== Study material

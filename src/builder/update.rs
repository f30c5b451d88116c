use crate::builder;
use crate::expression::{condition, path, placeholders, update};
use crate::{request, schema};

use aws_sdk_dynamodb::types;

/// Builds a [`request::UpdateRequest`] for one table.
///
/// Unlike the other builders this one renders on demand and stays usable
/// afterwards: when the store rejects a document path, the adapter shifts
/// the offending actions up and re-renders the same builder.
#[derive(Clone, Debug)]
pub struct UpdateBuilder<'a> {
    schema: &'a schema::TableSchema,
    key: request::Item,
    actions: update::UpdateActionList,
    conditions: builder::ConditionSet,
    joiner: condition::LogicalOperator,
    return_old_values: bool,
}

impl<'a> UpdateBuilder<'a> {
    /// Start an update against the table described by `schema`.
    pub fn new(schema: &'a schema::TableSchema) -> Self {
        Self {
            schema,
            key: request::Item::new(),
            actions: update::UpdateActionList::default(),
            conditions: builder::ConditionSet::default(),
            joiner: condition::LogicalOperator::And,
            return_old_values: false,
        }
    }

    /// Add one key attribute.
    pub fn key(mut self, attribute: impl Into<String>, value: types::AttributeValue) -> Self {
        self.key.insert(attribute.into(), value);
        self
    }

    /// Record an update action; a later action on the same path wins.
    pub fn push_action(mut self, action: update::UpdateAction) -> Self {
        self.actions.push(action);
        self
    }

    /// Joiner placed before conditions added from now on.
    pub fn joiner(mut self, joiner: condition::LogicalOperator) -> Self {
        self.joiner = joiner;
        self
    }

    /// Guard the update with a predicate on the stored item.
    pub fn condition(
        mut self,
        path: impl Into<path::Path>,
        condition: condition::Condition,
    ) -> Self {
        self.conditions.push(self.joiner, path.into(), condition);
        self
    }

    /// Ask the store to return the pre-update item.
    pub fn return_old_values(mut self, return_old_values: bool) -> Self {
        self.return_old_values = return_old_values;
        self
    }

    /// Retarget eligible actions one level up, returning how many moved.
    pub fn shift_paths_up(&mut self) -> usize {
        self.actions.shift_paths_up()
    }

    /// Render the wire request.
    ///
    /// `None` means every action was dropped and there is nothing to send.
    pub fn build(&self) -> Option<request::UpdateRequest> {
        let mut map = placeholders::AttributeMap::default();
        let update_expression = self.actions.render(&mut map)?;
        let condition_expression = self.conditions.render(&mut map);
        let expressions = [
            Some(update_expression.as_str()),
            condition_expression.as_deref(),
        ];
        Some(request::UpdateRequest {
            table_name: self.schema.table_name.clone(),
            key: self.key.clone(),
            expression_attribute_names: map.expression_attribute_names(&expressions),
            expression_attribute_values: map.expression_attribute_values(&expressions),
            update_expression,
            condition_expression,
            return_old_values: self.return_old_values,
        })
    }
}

====
== Study material

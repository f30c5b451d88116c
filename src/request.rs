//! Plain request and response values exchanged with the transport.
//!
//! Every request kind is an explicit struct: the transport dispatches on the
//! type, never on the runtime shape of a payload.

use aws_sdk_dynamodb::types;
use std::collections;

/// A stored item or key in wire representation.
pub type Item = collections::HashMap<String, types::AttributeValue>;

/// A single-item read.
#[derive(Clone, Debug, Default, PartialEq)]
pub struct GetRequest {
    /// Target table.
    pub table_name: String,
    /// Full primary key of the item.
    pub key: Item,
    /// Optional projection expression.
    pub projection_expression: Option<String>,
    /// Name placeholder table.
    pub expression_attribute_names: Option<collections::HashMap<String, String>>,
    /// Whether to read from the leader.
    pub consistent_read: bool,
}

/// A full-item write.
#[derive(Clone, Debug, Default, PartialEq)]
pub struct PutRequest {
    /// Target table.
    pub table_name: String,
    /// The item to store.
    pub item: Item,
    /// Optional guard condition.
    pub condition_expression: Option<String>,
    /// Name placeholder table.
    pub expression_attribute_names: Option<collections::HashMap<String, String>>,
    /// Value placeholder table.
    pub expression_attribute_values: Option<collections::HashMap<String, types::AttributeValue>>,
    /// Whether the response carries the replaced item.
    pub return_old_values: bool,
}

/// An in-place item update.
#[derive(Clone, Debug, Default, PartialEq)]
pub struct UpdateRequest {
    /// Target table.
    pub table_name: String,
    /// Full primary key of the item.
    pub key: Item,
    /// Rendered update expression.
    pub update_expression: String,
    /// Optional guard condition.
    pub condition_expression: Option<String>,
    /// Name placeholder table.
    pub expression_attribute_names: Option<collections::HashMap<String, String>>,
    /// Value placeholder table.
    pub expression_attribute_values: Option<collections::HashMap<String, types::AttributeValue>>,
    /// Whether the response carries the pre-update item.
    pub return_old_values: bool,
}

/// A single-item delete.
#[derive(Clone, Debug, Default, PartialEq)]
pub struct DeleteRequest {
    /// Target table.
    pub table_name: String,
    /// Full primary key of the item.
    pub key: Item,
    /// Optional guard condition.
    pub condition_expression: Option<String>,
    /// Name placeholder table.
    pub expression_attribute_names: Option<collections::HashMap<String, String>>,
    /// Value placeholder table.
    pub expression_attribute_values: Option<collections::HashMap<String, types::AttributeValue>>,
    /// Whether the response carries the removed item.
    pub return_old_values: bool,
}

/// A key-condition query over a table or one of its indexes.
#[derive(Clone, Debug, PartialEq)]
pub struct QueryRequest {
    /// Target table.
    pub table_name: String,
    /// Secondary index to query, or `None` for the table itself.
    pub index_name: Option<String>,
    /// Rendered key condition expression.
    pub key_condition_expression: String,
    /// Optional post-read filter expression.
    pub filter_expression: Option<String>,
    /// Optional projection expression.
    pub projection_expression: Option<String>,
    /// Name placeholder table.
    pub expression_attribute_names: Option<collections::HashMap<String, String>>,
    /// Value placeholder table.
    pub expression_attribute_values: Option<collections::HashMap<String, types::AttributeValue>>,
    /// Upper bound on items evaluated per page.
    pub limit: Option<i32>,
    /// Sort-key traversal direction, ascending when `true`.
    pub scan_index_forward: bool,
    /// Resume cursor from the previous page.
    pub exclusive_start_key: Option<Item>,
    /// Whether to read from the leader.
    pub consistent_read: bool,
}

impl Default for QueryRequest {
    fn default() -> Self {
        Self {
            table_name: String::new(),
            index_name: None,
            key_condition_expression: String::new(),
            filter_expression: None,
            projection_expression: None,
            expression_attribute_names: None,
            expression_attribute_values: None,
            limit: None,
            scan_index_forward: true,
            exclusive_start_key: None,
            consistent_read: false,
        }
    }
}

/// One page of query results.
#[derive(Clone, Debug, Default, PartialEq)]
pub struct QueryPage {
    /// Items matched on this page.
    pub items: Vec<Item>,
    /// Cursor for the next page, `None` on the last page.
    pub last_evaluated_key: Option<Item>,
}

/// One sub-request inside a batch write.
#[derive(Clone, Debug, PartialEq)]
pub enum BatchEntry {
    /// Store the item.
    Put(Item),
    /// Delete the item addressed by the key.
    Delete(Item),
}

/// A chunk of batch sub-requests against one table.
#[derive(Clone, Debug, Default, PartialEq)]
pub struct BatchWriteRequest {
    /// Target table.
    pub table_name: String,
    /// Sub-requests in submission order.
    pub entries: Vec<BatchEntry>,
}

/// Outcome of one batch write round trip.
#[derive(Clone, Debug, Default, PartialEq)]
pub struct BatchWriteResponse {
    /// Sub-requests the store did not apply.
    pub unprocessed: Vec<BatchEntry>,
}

====
== Study material

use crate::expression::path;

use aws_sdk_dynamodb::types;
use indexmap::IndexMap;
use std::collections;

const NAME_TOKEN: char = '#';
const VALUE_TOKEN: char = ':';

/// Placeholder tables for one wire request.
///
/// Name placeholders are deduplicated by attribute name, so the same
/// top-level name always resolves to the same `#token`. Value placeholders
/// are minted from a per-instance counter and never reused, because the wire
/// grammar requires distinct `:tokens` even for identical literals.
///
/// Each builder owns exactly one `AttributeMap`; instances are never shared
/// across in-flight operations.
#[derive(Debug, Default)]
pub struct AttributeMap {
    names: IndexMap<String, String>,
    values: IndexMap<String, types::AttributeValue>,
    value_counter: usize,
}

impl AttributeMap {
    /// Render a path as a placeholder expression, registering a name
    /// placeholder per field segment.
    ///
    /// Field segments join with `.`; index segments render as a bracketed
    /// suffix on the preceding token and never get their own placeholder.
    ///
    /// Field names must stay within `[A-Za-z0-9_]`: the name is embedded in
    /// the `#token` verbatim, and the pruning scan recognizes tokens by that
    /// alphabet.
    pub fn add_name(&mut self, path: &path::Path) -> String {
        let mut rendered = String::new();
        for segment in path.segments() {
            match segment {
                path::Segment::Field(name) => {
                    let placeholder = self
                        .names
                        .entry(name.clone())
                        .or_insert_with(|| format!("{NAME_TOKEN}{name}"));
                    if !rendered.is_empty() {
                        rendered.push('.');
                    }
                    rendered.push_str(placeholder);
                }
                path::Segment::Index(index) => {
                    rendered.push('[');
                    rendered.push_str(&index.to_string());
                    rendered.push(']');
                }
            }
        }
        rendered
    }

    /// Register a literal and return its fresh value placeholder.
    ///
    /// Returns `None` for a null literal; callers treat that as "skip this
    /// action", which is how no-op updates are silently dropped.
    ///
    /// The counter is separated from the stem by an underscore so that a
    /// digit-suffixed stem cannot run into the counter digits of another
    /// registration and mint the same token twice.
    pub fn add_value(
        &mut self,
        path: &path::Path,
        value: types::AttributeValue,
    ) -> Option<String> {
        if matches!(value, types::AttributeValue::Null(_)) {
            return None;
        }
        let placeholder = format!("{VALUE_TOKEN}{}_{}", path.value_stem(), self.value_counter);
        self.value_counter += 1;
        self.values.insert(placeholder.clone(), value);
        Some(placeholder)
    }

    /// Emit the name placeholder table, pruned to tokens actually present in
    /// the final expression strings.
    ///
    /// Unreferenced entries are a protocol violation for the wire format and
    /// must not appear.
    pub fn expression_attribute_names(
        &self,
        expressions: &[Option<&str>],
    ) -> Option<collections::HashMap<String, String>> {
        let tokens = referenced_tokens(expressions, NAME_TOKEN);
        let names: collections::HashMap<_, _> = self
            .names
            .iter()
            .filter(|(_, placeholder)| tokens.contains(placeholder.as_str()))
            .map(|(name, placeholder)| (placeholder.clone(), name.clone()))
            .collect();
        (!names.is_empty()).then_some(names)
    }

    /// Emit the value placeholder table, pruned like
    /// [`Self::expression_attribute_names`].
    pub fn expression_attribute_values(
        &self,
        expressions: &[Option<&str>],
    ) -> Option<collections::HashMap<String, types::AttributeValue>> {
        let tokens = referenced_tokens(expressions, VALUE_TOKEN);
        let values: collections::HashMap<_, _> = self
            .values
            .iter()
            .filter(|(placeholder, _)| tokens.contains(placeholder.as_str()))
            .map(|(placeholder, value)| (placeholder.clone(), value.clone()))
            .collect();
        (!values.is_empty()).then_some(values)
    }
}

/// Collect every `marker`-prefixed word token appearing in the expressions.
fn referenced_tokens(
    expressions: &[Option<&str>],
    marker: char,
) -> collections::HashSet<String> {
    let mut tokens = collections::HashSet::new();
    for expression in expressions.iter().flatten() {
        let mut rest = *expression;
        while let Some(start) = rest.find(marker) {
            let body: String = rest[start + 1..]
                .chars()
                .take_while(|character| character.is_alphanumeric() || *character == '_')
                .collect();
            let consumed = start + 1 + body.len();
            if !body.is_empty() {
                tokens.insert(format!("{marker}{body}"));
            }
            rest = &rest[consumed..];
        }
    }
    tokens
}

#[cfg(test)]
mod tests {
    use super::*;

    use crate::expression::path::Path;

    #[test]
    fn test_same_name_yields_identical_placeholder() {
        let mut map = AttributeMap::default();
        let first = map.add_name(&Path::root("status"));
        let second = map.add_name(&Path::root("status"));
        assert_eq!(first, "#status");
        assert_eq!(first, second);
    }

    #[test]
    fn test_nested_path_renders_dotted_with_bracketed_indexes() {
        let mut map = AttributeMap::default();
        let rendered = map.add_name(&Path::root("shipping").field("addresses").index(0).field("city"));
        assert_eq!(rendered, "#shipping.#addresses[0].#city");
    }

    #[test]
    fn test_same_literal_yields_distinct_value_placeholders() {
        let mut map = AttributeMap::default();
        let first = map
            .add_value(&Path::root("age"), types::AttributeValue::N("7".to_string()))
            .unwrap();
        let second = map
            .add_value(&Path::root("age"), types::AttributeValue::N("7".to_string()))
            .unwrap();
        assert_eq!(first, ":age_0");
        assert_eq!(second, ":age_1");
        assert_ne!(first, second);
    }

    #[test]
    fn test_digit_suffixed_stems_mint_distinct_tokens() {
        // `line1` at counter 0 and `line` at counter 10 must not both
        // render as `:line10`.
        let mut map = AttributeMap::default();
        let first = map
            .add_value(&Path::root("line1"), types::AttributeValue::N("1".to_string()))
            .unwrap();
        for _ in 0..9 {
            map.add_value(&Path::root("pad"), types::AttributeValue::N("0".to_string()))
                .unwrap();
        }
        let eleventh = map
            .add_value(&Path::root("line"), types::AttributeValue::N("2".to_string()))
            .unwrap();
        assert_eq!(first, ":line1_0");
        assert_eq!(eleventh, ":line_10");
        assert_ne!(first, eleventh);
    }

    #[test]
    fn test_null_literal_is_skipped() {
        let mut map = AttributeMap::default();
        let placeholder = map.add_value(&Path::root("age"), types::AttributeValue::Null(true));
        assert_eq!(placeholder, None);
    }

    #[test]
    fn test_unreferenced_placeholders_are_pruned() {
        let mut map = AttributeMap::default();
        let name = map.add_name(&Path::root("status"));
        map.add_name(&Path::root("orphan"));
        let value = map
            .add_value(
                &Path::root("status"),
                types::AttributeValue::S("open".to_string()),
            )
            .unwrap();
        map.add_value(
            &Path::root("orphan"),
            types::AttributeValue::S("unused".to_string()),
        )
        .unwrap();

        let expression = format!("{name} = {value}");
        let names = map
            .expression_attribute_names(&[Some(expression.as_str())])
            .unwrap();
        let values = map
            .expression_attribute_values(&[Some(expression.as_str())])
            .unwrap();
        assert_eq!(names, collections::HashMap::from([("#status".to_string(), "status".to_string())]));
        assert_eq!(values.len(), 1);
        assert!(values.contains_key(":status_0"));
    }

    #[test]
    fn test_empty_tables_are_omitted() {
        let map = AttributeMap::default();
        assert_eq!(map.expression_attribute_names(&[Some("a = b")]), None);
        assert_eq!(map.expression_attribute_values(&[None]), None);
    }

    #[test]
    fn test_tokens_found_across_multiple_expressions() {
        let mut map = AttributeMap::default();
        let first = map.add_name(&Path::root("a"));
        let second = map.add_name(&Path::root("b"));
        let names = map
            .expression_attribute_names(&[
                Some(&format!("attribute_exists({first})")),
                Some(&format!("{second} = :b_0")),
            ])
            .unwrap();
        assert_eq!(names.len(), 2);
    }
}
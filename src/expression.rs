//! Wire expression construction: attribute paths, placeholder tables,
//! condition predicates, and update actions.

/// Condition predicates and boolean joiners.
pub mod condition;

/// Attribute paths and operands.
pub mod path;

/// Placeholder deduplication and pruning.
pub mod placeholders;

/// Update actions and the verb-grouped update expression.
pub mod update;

====

Try it
Reproduce, exactly as they stand in the data above, the lines from the one that holds "in wire representation." to the one that holds "A full-item write.", inclusive.

Solved exercise
/// A stored item or key in wire representation.
pub type Item = collections::HashMap<String, types::AttributeValue>;

/// A single-item read.
#[derive(Clone, Debug, Default, PartialEq)]
pub struct GetRequest {
    /// Target table.
    pub table_name: String,
    /// Full primary key of the item.
    pub key: Item,
    /// Optional projection expression.
    pub projection_expression: Option<String>,
    /// Name placeholder table.
    pub expression_attribute_names: Option<collections::HashMap<String, String>>,
    /// Whether to read from the leader.
    pub consistent_read: bool,
}

/// A full-item write.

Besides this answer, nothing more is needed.